Search code examples
pythonmeantrimscipy.stats

How to understand the trimmed mean in Scipy


I can't explain the behaviour of trim_mean() in Scipy.stats.

I learned that trimmed mean calculates the average of a series of numbers after discarding given parts of a probability distribution.

In the following example, I got the result as 6.1111

from scipy.stats import trim_mean

data = [1, 2, 2, 3, 4, 30, 4, 4, 5]
trim_percentage = 0.05  # Trim 5% from each end

result = trim_mean(sorted(data), trim_percentage)
print(f"result = {result}")

result = 6.111111111111111

However, I expect that 1 and 30 will be cut out, because they fall under the 5 percentile and above the 95 percentile.

When I do it manually:

import numpy as np

data = [1, 2, 2, 3, 4, 30, 4, 4, 5]
p5, p95 = np.percentile(data, [5, 95])
print(f"The 5th percentile = {p5}\nThe 95th percentile = {p95}")

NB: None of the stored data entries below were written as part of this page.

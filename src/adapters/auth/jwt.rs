//! HS256 JWT session validator.
//!
//! Tokens are signed by the account service with a shared secret and carry
//! `{ id, email, exp }`. The `id` claim becomes the caller's `UserId`.

use async_trait::async_trait;
use jsonwebtoken::{decode, errors::ErrorKind, Algorithm, DecodingKey, Validation};
use secrecy::{ExposeSecret, SecretString};
use serde::Deserialize;

use crate::config::AuthConfig;
use crate::domain::foundation::{AuthError, AuthenticatedUser, UserId};
use crate::ports::SessionValidator;

/// Claims issued by the account service.
#[derive(Debug, Deserialize)]
struct SessionClaims {
    id: ClaimId,
    #[serde(default)]
    email: Option<String>,
    #[allow(dead_code)]
    exp: u64,
}

/// Account ids arrive as strings or numbers depending on the issuer.
#[derive(Debug, Deserialize)]
#[serde(untagged)]
enum ClaimId {
    Text(String),
    Number(i64),
}

impl ClaimId {
    fn into_string(self) -> String {
        match self {
            ClaimId::Text(s) => s,
            ClaimId::Number(n) => n.to_string(),
        }
    }
}

/// Validates bearer tokens signed with HS256.
pub struct JwtSessionValidator {
    secret: SecretString,
    leeway_secs: u64,
}

impl JwtSessionValidator {
    pub fn new(secret: impl Into<String>, leeway_secs: u64) -> Self {
        Self {
            secret: SecretString::new(secret.into()),
            leeway_secs,
        }
    }

    pub fn from_config(config: &AuthConfig) -> Self {
        Self::new(config.jwt_secret.clone(), config.leeway_secs)
    }

    fn validation(&self) -> Validation {
        let mut validation = Validation::new(Algorithm::HS256);
        validation.leeway = self.leeway_secs;
        validation.validate_exp = true;
        validation.set_required_spec_claims(&["exp"]);
        validation
    }
}

#[async_trait]
impl SessionValidator for JwtSessionValidator {
    async fn validate(&self, token: &str) -> Result<AuthenticatedUser, AuthError> {
        let key = DecodingKey::from_secret(self.secret.expose_secret().as_bytes());

        let data = decode::<SessionClaims>(token, &key, &self.validation()).map_err(|e| {
            match e.kind() {
                ErrorKind::ExpiredSignature => {
                    tracing::debug!("Token expired");
                    AuthError::TokenExpired
                }
                _ => {
                    tracing::warn!("Token validation failed: {}", e);
                    AuthError::InvalidToken
                }
            }
        })?;

        let claims = data.claims;
        let user_id = UserId::new(claims.id.into_string()).map_err(|_| {
            tracing::warn!("Token carries an empty id claim");
            AuthError::InvalidToken
        })?;

        Ok(AuthenticatedUser::new(user_id, claims.email))
    }
}

impl std::fmt::Debug for JwtSessionValidator {
    fn fmt(&self, f: &mut std::fmt::Formatter<'_>) -> std::fmt::Result {
        f.debug_struct("JwtSessionValidator")
            .field("leeway_secs", &self.leeway_secs)
            .finish_non_exhaustive()
    }
}
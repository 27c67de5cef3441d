//! GetAccountHandler - Query handler for the caller's plan and balance.

use std::sync::Arc;

use crate::domain::billing::{BillingError, Entitlement};
use crate::domain::foundation::UserId;
use crate::ports::EntitlementRepository;

#[derive(Debug, Clone)]
pub struct GetAccountQuery {
    pub user_id: UserId,
}

pub struct GetAccountHandler {
    entitlements: Arc<dyn EntitlementRepository>,
}

impl GetAccountHandler {
    pub fn new(entitlements: Arc<dyn EntitlementRepository>) -> Self {
        Self { entitlements }
    }

    pub async fn handle(&self, query: GetAccountQuery) -> Result<Entitlement, BillingError> {
        self.entitlements
            .find_by_user_id(&query.user_id)
            .await?
            .ok_or(BillingError::AccountNotFound(query.user_id))
    }
}

#[cfg(test)]
mod tests {
    use super::*;
    use crate::adapters::memory::InMemoryLedger;
    use crate::domain::foundation::Timestamp;

    #[tokio::test]
    async fn returns_stored_entitlement() {
        let ledger = Arc::new(InMemoryLedger::new());
        let user_id = UserId::new("user-1").unwrap();
        ledger
            .provision(&Entitlement::new_free(user_id.clone(), Timestamp::now()))
            .await
            .unwrap();

        let account = GetAccountHandler::new(ledger)
            .handle(GetAccountQuery { user_id })
            .await
            .unwrap();
        assert_eq!(account.credits, 10);
    }

    #[tokio::test]
    async fn missing_account_is_reported() {
        let err = GetAccountHandler::new(Arc::new(InMemoryLedger::new()))
            .handle(GetAccountQuery {
                user_id: UserId::new("ghost").unwrap(),
            })
            .await
            .unwrap_err();
        assert!(matches!(err, BillingError::AccountNotFound(_)));
    }
}
//! Application configuration module
//!
//! Configuration is read from environment variables with the `HUMANIZER`
//! prefix. Nested values are separated by a double underscore.
//!
//! # Example
//!
//! ```no_run
//! use humanizer_ledger::config::AppConfig;
//!
//! let config = AppConfig::load().expect("Failed to load configuration");
//! config.validate().expect("Invalid configuration");
//! ```

mod ai;
mod auth;
mod database;
mod error;
mod mpesa;
mod payment;
mod server;

pub use ai::AiConfig;
pub use auth::AuthConfig;
pub use database::DatabaseConfig;
pub use error::{ConfigError, ValidationError};
pub use mpesa::MpesaConfig;
pub use payment::{PaymentConfig, StripeSettings};
pub use server::{Environment, ServerConfig};

#[cfg(test)]
pub(crate) use mpesa::tests::valid_mpesa;

use serde::Deserialize;

/// Root application configuration
#[derive(Debug, Clone, Deserialize)]
pub struct AppConfig {
    /// Server configuration (host, port, environment)
    #[serde(default)]
    pub server: ServerConfig,

    /// Ledger database (PostgreSQL)
    pub database: DatabaseConfig,

    /// Bearer token verification
    pub auth: AuthConfig,

    /// Rewriter model
    #[serde(default)]
    pub ai: AiConfig,

    /// Payment channels and settlement timing
    pub payments: PaymentConfig,
}

impl AppConfig {
    /// Load configuration from environment variables
    ///
    /// A `.env` file is honoured when present.
    ///
    /// - `HUMANIZER__SERVER__PORT=8080` -> `server.port = 8080`
    /// - `HUMANIZER__PAYMENTS__MPESA__SHORTCODE=174379` -> `payments.mpesa.shortcode`
    pub fn load() -> Result<Self, ConfigError> {
        dotenvy::dotenv().ok();

        let config = config::Config::builder()
            .add_source(
                config::Environment::default()
                    .prefix("HUMANIZER")
                    .separator("__"),
            )
            .build()?
            .try_deserialize()?;

        Ok(config)
    }

    /// Validate all configuration values
    pub fn validate(&self) -> Result<(), ValidationError> {
        self.server.validate()?;
        self.database.validate()?;
        self.auth.validate(&self.server.environment)?;
        self.ai.validate()?;
        self.payments.validate()?;

        // The rewrite deadline has to fire before the request layer gives up.
        if self.ai.timeout_secs >= self.server.request_timeout_secs {
            return Err(ValidationError::RewriteTimeoutExceedsRequestTimeout {
                ai: self.ai.timeout_secs,
                request: self.server.request_timeout_secs,
            });
        }
        Ok(())
    }

    /// Check if running in production environment
    pub fn is_production(&self) -> bool {
        self.server.is_production()
    }
}

#[cfg(test)]
mod tests {
    use super::*;
    use std::env;
    use std::sync::Mutex;

    // env vars are process-global
    static ENV_MUTEX: Mutex<()> = Mutex::new(());

    const MINIMAL_ENV: &[(&str, &str)] = &[
        ("HUMANIZER__DATABASE__URL", "postgresql://test@localhost/test"),
        ("HUMANIZER__AUTH__JWT_SECRET", "dev-secret"),
        ("HUMANIZER__AI__OPENAI_API_KEY", "sk-xxx"),
        ("HUMANIZER__PAYMENTS__STRIPE__API_KEY", "sk_test_xxx"),
        ("HUMANIZER__PAYMENTS__STRIPE__WEBHOOK_SECRET", "whsec_xxx"),
        ("HUMANIZER__PAYMENTS__STRIPE__FRONTEND_URL", "http://localhost:5173"),
        ("HUMANIZER__PAYMENTS__MPESA__CONSUMER_KEY", "ck"),
        ("HUMANIZER__PAYMENTS__MPESA__CONSUMER_SECRET", "cs"),
        ("HUMANIZER__PAYMENTS__MPESA__SHORTCODE", "174379"),
        ("HUMANIZER__PAYMENTS__MPESA__PASSKEY", "pk"),
        (
            "HUMANIZER__PAYMENTS__MPESA__CALLBACK_URL",
            "https://api.example.com/payment-callbacks/push",
        ),
        ("HUMANIZER__PAYMENTS__MPESA__CALLBACK_TOKEN", "0123456789abcdef"),
    ];

    const OPTIONAL_ENV: &[&str] = &["HUMANIZER__SERVER__PORT", "HUMANIZER__SERVER__ENVIRONMENT"];

    fn set_minimal_env() {
        for (key, value) in MINIMAL_ENV {
            env::set_var(key, value);
        }
    }

    fn clear_env() {
        for (key, _) in MINIMAL_ENV {
            env::remove_var(key);
        }
        for key in OPTIONAL_ENV {
            env::remove_var(key);
        }
    }

    #[test]
    fn test_load_from_environment() {
        let _guard = ENV_MUTEX.lock().unwrap();
        set_minimal_env();
        let result = AppConfig::load();
        clear_env();

        assert!(result.is_ok(), "Failed to load config: {:?}", result.err());
        let config = result.unwrap();
        assert_eq!(config.database.url, "postgresql://test@localhost/test");
        assert_eq!(config.payments.mpesa.shortcode, "174379");
        assert_eq!(config.payments.mpesa.premium_amount, 25);
    }

    #[test]
    fn test_validate_full_config() {
        let _guard = ENV_MUTEX.lock().unwrap();
        set_minimal_env();
        let result = AppConfig::load();
        clear_env();

        let config = result.unwrap();
        assert!(config.validate().is_ok());
    }

    #[test]
    fn test_server_defaults() {
        let _guard = ENV_MUTEX.lock().unwrap();
        set_minimal_env();
        let result = AppConfig::load();
        clear_env();

        let config = result.unwrap();
        assert_eq!(config.server.port, 5001);
        assert_eq!(config.server.environment, Environment::Development);
    }

    #[test]
    fn test_production_requires_long_jwt_secret() {
        let _guard = ENV_MUTEX.lock().unwrap();
        set_minimal_env();
        env::set_var("HUMANIZER__SERVER__ENVIRONMENT", "production");
        let result = AppConfig::load();
        clear_env();

        let config = result.unwrap();
        assert!(config.is_production());
        assert_eq!(config.validate(), Err(ValidationError::JwtSecretTooShort));
    }

    #[test]
    fn test_rewrite_timeout_must_fit_inside_request_timeout() {
        let _guard = ENV_MUTEX.lock().unwrap();
        set_minimal_env();
        let result = AppConfig::load();
        clear_env();

        let mut config = result.unwrap();
        config.ai.timeout_secs = config.server.request_timeout_secs;
        assert_eq!(
            config.validate(),
            Err(ValidationError::RewriteTimeoutExceedsRequestTimeout {
                ai: 60,
                request: 60,
            })
        );

        config.ai.timeout_secs = config.server.request_timeout_secs - 1;
        assert!(config.validate().is_ok());
    }

    #[test]
    fn test_custom_server_port() {
        let _guard = ENV_MUTEX.lock().unwrap();
        set_minimal_env();
        env::set_var("HUMANIZER__SERVER__PORT", "3000");
        let result = AppConfig::load();
        clear_env();

        let config = result.unwrap();
        assert_eq!(config.server.port, 3000);
    }
}
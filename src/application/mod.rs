//! Application layer - Commands, Queries, and Handlers.
//!
//! This layer orchestrates domain operations and coordinates between ports.
//! Command handlers mutate the ledger; query handlers only read it.

pub mod handlers;

pub use handlers::billing;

trim_average = np.mean(list(filter(lambda x: x if p5 < x < p95 else 0, data)))
print(f"trimmed average = {trim_average}")

I got this:

The 5th percentile = 1.4

The 95th percentile = 19.999999999999993

trimmed average = 3.4285714285714284

Does this mean the trim_mean() treats each number separately and assumes a uniform distribution? The proportiontocut is explained as "Fraction to cut off of both tails of the distribution". But why it behaves like if the distribution were not considered?


Solution

  • The phrasing in the documentation should be more precise: it cuts a fraction of the observations in your sample. You have 9 values, and 5% of 9 values is 0.45 values. However, it can't cut off a fraction of a value. The documentation states that it

    Slices off less if proportion results in a non-integer slice index

    So in your case, zero values are cut from both ends before taking the mean.

    import numpy as np
    from scipy import stats
    x = [1, 2, 2, 3, 4, 30, 4, 4, 5]
    np.mean(x)  # 6.111111111111111
    stats.trim_mean(x, 0.05)  # 6.111111111111111
    
    

    You can verify that the result changes when proportiontocut exceeds 1/len(data):

    from scipy import stats
    x = [1, 2, 2, 3, 4, 30, 4, 4, 5]
    p = 1 / len(x)
    eps = 1e-15
    stats.trim_mean(x, p-eps)  # 6.111111111111111
    stats.trim_mean(x, p+eps)  # 3.4285714285714284
    

    This behavior appears to be consistent with the description of a trimmed mean on Wikipedia, at least:

    This number of points to be discarded is usually given as a percentage of the total number of points, but may also be given as a fixed number of points... For example, given a set of 8 points, trimming by 12.5% would discard the minimum and maximum value in the sample: the smallest and largest values, and would compute the mean of the remaining 6 points.

    SciPy does not have a function that trims based on percentiles (of which there are many conventions). For that, you'd need to write your own function, or perhaps there is such a function in another library.

    Please consider opening an issue about improving the documentation.